Los esperamos bajo la sombra de los árboles, la brisa era perfecta y no se sufría tanto el calor, yo estaba mejor de ánimos y energía, al cabo de un par de horas ya estaban de vuelta y con ellos nos fuimos para su casa. Eran padre e hijo, se pusieron a la orden, como ellos dicen, ni bien llegamos a su casa. Habían pescado dos piezas que comenzaron a limpiar automáticamente para después freírlas y ofrecérnosla junto a algunas arepas, todo al fuego. Charlamos muchísimo, nos contaron cómo era su vida por esos lares, cómo va la pesca, algunas historias de su familia y de otros viajeros que también fueron acogidos por ellos mismos. Por nuestra parte les contamos algunos de nuestros periplos en bicicleta y estaban fascinados con nuestro coraje. Una vez cenados nos pudimos bañar, en el baño había una manguera con agua infinita, fresca y abundante, fue un placer el poder bañarme allí esa noche, a la luz de la luna. Fresquitos y limpios nos despedimos de nuestros anfitriones y nos metimos en la carpa, uno de ellos se iba a dormir a orillas del rio, donde nos habían dicho que no podíamos acampar porque era peligroso. El joven duerme allá cada noche, porque allí dejan su embarcación con el motor puesto, y eso hay que cuidarlo porque es su fuente de ingresos.
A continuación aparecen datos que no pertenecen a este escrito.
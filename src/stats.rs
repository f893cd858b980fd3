// Summary statistics of the raw samples.
// All the functions return `f64::NAN` for empty input.

/// Arithmetic mean of the `values`.
///
/// # Examples
///
/// ```
/// use normhist::stats::mean;
///
/// assert_eq!(mean(&[1.0, 2.0, 3.0, 6.0]), 3.0);
/// assert!(mean(&[]).is_nan());
/// ```
pub fn mean(values: &[f64]) -> f64 {
    if values.is_empty() {
        return f64::NAN;
    }
    values.iter().sum::<f64>() / values.len() as f64
}

/// Population [variance] of the `values`.
///
/// [variance]: https://en.wikipedia.org/wiki/Variance
///
/// # Examples
///
/// ```
/// use normhist::stats::variance;
///
/// assert_eq!(variance(&[2.0, 4.0, 4.0, 4.0, 5.0, 5.0, 7.0, 9.0]), 4.0);
/// ```
pub fn variance(values: &[f64]) -> f64 {
    if values.is_empty() {
        return f64::NAN;
    }
    let m = mean(values);
    values.iter().fold(0.0, |acc, x| acc + (x - m).powi(2)) / values.len() as f64
}

/// Standard deviation, square root of the [`variance`].
pub fn stdev(values: &[f64]) -> f64 {
    variance(values).sqrt()
}

/// Smallest of the `values`.
#[inline]
pub fn min(values: &[f64]) -> f64 {
    if values.is_empty() {
        return f64::NAN;
    }
    values.iter().copied().fold(f64::INFINITY, f64::min)
}

/// Largest of the `values`.
#[inline]
pub fn max(values: &[f64]) -> f64 {
    if values.is_empty() {
        return f64::NAN;
    }
    values.iter().copied().fold(f64::NEG_INFINITY, f64::max)
}

#[cfg(test)]
mod tests {
    use super::{max, mean, min, stdev, variance};
    use approx::assert_relative_eq;
    use test_case::test_case;

    #[test_case(mean ; "empty mean")]
    #[test_case(variance ; "empty variance")]
    #[test_case(stdev ; "empty stdev")]
    #[test_case(min ; "empty min")]
    #[test_case(max ; "empty max")]
    fn empty(f: fn(&[f64]) -> f64) {
        assert!(f(&[]).is_nan());
    }

    #[test]
    fn single() {
        assert_eq!(mean(&[3.5]), 3.5);
        assert_eq!(variance(&[3.5]), 0.0);
        assert_eq!(min(&[3.5]), 3.5);
        assert_eq!(max(&[3.5]), 3.5);
    }

    #[test]
    fn summary() {
        let values = [-1.5, 0.5, 2.0, 3.0, -4.0];
        assert_relative_eq!(mean(&values), 0.0);
        assert_relative_eq!(variance(&values), 6.3);
        assert_relative_eq!(stdev(&values), 6.3_f64.sqrt());
        assert_eq!(min(&values), -4.0);
        assert_eq!(max(&values), 3.0);
    }
}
A la mañana siguiente nos encargamos de prepararles el desayuno, el joven que estaba de guardia volvió a la casa antes de que nos fuéramos y pudimos compartir el desayuno con él también. Nos despedimos con sendos abrazos y promesas de futuros mensajes. Me conmueve conocer personas tan solidarias y amables, me conmueve mucho y aprendo de su bondad y desinterés, ese afán que tienen de compartirlo todo, de cuidarte, de ofrecerte hasta lo que no tienen. Ojalá todos fuéramos más como ellos en esta vida…

 

De vuelta a la ruta, a desandar el desvío con subidas y bajadas y sus malditos bancos de arena. Ese día me sentía mejor así que sorteé todos los obstáculos sin drama. Una vez en el asfalto, todo fue pedalear y pedalear hasta llegar a Ciudad Bolívar. Allí nos estaba esperando un anfitrión de Couchsurfing, Jovanny, un tipo muy simpático y charleta que ni bien llegamos prendió la parrilla, compró birras, ron y nos malcrió con todo lo que pudo. O sea, la generosidad no paraba de sorprendernos. Él también nos habló mucho de la realidad política del país, del gobierno y del pueblo venezolano. Pasamos lindos momentos con Jovanny, Loira y Loimarth, comimos muchísimo, compartimos muchas charlas y casi que nos vamos a una isla del Orinoco a pasar el día, pero era Semana Santa y nos quedamos sin plazas, al menos lo intentamos. 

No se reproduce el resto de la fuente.